(Beginning of Information provided)

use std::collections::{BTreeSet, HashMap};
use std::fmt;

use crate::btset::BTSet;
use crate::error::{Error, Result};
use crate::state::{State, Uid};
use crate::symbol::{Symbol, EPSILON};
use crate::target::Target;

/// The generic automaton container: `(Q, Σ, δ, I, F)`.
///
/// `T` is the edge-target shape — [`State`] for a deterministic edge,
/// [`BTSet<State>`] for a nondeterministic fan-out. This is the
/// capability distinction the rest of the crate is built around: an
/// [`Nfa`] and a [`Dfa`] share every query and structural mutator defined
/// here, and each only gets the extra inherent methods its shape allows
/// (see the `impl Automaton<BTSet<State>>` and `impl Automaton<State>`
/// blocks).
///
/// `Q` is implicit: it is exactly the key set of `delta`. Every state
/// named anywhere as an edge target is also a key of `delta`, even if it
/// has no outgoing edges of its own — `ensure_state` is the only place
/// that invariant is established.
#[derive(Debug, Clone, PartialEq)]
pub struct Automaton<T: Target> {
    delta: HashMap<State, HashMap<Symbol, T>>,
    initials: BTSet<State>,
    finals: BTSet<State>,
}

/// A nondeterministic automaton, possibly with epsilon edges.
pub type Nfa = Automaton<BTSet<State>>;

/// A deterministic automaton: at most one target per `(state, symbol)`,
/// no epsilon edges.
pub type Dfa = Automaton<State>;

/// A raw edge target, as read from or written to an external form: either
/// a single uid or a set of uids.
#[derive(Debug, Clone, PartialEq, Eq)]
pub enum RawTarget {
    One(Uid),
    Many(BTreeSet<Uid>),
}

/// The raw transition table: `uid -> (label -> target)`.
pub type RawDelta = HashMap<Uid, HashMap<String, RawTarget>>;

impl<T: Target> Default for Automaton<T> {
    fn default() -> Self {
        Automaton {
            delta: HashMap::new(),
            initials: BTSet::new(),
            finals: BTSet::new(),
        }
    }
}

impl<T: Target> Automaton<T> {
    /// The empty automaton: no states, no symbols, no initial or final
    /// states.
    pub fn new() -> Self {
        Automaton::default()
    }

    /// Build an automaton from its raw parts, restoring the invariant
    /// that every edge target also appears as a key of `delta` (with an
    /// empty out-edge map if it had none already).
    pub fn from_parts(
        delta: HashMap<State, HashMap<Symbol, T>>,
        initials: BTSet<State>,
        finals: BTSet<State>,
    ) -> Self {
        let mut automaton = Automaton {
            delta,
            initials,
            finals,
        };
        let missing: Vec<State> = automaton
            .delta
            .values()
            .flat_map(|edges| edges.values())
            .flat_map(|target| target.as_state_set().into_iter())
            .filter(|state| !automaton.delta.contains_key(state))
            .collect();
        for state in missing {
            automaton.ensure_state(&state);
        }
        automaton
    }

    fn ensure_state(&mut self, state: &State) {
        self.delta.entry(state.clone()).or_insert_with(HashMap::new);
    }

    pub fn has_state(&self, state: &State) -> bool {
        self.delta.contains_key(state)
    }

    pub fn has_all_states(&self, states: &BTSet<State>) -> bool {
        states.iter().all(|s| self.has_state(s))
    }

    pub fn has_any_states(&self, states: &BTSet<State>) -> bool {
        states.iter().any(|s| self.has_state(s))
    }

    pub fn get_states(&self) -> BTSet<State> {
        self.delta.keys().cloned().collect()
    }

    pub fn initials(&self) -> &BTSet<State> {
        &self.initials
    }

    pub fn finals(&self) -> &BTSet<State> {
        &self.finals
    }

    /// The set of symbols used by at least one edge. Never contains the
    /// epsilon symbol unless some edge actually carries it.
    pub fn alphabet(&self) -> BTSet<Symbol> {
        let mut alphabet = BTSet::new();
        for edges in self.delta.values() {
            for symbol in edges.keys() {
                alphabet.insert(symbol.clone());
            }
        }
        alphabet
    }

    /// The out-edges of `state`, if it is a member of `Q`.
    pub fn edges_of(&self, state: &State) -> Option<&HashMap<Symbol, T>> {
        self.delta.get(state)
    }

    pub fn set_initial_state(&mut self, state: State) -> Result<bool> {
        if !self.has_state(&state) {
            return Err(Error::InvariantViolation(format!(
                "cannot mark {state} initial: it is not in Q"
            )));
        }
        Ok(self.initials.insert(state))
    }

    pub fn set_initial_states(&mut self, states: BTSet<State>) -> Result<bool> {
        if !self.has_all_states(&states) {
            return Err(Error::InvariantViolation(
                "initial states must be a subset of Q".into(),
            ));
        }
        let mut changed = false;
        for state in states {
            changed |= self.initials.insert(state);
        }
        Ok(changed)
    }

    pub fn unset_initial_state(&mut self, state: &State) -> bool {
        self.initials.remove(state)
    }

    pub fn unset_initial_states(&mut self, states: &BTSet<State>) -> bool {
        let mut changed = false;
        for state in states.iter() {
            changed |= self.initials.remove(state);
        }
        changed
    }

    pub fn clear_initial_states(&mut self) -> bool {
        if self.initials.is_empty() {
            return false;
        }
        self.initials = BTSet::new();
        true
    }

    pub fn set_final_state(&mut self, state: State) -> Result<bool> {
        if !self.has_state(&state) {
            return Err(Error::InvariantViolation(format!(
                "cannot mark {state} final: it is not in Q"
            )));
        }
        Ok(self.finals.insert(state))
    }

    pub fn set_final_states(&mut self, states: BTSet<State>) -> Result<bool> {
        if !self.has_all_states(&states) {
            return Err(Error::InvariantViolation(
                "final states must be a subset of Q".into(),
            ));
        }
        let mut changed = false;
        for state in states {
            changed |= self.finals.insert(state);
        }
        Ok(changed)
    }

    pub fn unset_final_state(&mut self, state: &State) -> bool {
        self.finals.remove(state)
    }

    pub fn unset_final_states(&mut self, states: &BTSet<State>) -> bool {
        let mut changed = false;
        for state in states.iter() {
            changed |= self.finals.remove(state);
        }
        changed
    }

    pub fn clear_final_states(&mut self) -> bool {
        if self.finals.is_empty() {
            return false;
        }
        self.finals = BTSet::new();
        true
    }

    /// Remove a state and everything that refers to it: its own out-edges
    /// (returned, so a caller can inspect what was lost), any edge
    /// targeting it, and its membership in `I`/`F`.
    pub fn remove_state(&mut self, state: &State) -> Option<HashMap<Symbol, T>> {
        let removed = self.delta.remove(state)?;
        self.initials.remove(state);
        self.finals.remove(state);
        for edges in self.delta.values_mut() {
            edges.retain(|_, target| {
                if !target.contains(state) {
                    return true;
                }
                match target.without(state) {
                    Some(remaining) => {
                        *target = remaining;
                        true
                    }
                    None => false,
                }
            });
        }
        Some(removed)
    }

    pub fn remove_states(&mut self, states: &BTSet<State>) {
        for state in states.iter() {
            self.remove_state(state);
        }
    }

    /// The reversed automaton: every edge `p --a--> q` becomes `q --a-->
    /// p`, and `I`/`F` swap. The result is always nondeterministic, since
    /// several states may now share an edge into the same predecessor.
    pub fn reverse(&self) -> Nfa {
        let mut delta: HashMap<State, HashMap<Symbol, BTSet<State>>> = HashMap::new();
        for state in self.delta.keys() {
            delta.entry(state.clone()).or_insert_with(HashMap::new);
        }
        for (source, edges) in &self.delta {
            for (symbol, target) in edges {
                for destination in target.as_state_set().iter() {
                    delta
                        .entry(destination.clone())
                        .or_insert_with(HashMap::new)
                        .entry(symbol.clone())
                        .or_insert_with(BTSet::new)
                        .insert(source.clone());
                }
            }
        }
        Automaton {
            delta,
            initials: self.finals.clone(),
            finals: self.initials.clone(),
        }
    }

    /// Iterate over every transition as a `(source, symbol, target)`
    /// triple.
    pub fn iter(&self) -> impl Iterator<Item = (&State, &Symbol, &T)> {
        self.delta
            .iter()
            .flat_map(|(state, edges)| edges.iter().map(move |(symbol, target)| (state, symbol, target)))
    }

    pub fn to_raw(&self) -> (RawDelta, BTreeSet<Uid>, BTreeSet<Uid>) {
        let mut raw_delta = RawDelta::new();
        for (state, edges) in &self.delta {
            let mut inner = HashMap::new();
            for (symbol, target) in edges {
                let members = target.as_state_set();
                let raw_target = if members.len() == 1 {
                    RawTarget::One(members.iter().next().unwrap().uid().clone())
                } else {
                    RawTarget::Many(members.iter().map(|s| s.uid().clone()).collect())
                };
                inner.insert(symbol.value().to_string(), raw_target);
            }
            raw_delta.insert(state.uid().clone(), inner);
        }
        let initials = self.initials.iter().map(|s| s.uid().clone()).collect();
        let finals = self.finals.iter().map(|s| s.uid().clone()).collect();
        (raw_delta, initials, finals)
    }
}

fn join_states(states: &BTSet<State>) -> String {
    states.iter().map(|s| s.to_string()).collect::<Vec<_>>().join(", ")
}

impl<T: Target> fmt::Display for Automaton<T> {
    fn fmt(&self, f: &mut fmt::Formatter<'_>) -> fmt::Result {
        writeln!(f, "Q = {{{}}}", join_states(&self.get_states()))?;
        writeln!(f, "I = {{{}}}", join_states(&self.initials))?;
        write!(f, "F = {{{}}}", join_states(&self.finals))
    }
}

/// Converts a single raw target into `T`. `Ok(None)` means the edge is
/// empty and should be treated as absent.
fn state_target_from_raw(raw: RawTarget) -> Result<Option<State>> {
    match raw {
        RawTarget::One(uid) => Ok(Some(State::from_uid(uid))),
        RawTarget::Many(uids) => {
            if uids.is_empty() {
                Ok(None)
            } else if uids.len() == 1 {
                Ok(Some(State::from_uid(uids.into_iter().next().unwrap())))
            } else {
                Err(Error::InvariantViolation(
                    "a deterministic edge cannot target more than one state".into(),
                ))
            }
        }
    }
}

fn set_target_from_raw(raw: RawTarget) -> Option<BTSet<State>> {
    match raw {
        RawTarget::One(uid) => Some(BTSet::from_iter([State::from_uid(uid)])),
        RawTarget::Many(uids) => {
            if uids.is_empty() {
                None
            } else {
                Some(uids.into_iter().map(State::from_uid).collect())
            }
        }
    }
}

(End of Information provided)
(Beginning of Information provided)

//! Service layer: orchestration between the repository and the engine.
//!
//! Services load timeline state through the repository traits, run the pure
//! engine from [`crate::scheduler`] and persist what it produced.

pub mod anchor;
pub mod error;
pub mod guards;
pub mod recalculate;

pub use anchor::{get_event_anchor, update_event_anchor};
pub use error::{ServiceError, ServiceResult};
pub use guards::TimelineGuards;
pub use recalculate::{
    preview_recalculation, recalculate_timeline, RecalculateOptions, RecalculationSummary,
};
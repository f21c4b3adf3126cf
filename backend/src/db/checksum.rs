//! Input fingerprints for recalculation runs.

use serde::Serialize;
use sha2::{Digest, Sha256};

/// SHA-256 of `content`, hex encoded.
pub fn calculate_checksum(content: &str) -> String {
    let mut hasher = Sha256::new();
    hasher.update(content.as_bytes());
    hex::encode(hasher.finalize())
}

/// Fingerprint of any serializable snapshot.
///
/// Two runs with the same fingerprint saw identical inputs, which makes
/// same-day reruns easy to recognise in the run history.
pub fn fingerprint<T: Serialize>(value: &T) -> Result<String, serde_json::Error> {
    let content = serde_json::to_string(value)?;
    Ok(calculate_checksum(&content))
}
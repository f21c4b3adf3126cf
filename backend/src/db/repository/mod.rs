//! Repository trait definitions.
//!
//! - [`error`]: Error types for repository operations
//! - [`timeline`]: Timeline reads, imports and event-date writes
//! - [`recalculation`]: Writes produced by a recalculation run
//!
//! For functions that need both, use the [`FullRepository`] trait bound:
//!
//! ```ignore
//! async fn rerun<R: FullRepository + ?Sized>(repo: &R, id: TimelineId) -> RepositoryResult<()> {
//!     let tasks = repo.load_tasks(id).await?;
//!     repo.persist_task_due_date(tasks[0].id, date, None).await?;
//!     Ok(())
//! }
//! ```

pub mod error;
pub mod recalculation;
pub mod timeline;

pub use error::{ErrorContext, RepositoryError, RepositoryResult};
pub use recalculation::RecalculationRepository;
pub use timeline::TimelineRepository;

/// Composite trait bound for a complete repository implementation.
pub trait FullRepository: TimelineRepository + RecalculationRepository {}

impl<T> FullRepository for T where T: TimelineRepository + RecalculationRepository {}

(End of Information provided)
(Beginning of Information provided)

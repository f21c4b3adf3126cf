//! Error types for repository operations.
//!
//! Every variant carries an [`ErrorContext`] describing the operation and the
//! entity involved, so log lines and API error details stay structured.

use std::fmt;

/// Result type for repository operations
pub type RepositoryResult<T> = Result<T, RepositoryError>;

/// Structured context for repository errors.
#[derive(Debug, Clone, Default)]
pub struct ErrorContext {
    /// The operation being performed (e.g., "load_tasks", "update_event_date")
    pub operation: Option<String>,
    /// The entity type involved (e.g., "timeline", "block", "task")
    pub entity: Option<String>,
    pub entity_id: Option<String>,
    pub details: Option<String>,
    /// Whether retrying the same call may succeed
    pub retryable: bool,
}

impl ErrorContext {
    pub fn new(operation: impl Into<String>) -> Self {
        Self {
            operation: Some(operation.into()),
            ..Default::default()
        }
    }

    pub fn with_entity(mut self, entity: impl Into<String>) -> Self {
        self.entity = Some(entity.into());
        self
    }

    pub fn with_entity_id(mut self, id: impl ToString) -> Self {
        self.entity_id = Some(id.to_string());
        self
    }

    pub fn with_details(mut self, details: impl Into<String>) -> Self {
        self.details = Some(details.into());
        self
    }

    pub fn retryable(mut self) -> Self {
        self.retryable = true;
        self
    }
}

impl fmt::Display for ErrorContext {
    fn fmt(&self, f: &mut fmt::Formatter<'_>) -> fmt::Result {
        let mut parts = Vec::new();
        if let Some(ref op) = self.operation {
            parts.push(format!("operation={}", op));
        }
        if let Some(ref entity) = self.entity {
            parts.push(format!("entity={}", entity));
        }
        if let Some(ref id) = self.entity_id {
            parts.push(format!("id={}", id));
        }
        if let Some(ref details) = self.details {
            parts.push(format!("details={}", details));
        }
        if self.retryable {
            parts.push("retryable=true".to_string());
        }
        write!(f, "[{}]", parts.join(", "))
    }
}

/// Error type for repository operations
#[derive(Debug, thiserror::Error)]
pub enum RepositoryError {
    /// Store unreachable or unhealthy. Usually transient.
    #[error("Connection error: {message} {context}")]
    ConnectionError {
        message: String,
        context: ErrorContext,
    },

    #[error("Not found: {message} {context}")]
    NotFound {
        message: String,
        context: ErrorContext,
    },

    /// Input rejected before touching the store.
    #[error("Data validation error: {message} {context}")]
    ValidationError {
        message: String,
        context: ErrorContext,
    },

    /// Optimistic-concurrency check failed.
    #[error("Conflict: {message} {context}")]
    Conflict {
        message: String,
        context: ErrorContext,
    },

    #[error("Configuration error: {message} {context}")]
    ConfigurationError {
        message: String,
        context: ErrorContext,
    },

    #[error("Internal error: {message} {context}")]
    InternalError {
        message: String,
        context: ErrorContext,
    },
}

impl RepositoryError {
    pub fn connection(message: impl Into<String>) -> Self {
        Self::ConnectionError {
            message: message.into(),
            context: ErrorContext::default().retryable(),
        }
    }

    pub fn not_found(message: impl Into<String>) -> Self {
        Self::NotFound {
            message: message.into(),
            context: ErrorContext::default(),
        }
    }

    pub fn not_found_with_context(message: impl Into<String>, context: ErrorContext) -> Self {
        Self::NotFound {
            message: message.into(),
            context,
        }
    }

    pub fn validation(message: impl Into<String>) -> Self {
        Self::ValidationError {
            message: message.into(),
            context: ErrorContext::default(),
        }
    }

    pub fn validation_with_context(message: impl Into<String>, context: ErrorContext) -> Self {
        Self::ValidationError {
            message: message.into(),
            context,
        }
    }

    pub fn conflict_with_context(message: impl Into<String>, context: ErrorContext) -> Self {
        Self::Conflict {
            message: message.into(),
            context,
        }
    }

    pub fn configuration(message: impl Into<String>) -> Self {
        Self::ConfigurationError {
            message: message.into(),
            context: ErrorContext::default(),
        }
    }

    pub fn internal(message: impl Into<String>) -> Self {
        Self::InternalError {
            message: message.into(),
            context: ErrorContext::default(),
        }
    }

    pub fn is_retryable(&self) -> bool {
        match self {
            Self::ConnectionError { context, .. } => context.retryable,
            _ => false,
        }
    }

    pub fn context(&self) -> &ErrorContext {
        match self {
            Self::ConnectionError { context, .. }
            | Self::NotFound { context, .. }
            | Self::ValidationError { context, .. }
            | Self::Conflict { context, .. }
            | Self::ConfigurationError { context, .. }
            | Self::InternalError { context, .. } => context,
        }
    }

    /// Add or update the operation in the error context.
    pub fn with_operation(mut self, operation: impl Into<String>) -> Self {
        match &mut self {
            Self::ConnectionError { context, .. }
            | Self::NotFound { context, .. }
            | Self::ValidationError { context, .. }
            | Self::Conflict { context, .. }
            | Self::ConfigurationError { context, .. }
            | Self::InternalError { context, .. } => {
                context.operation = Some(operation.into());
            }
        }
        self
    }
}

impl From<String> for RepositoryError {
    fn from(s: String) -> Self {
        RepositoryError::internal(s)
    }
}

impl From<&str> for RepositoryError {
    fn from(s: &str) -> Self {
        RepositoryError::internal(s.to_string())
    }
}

(End of Information provided)

▶ [Task brief]
Going back to the entries above, set down exactly the lines that begin at the one with "pub struct ErrorContext" and end at the one with "Error type for repository operations", both included, and nothing else.

▶ [Task output]
pub struct ErrorContext {
    /// The operation being performed (e.g., "load_tasks", "update_event_date")
    pub operation: Option<String>,
    /// The entity type involved (e.g., "timeline", "block", "task")
    pub entity: Option<String>,
    pub entity_id: Option<String>,
    pub details: Option<String>,
    /// Whether retrying the same call may succeed
    pub retryable: bool,
}

impl ErrorContext {
    pub fn new(operation: impl Into<String>) -> Self {
        Self {
            operation: Some(operation.into()),
            ..Default::default()
        }
    }

    pub fn with_entity(mut self, entity: impl Into<String>) -> Self {
        self.entity = Some(entity.into());
        self
    }

    pub fn with_entity_id(mut self, id: impl ToString) -> Self {
        self.entity_id = Some(id.to_string());
        self
    }

    pub fn with_details(mut self, details: impl Into<String>) -> Self {
        self.details = Some(details.into());
        self
    }

    pub fn retryable(mut self) -> Self {
        self.retryable = true;
        self
    }
}

impl fmt::Display for ErrorContext {
    fn fmt(&self, f: &mut fmt::Formatter<'_>) -> fmt::Result {
        let mut parts = Vec::new();
        if let Some(ref op) = self.operation {
            parts.push(format!("operation={}", op));
        }
        if let Some(ref entity) = self.entity {
            parts.push(format!("entity={}", entity));
        }
        if let Some(ref id) = self.entity_id {
            parts.push(format!("id={}", id));
        }
        if let Some(ref details) = self.details {
            parts.push(format!("details={}", details));
        }
        if self.retryable {
            parts.push("retryable=true".to_string());
        }
        write!(f, "[{}]", parts.join(", "))
    }
}

/// Error type for repository operations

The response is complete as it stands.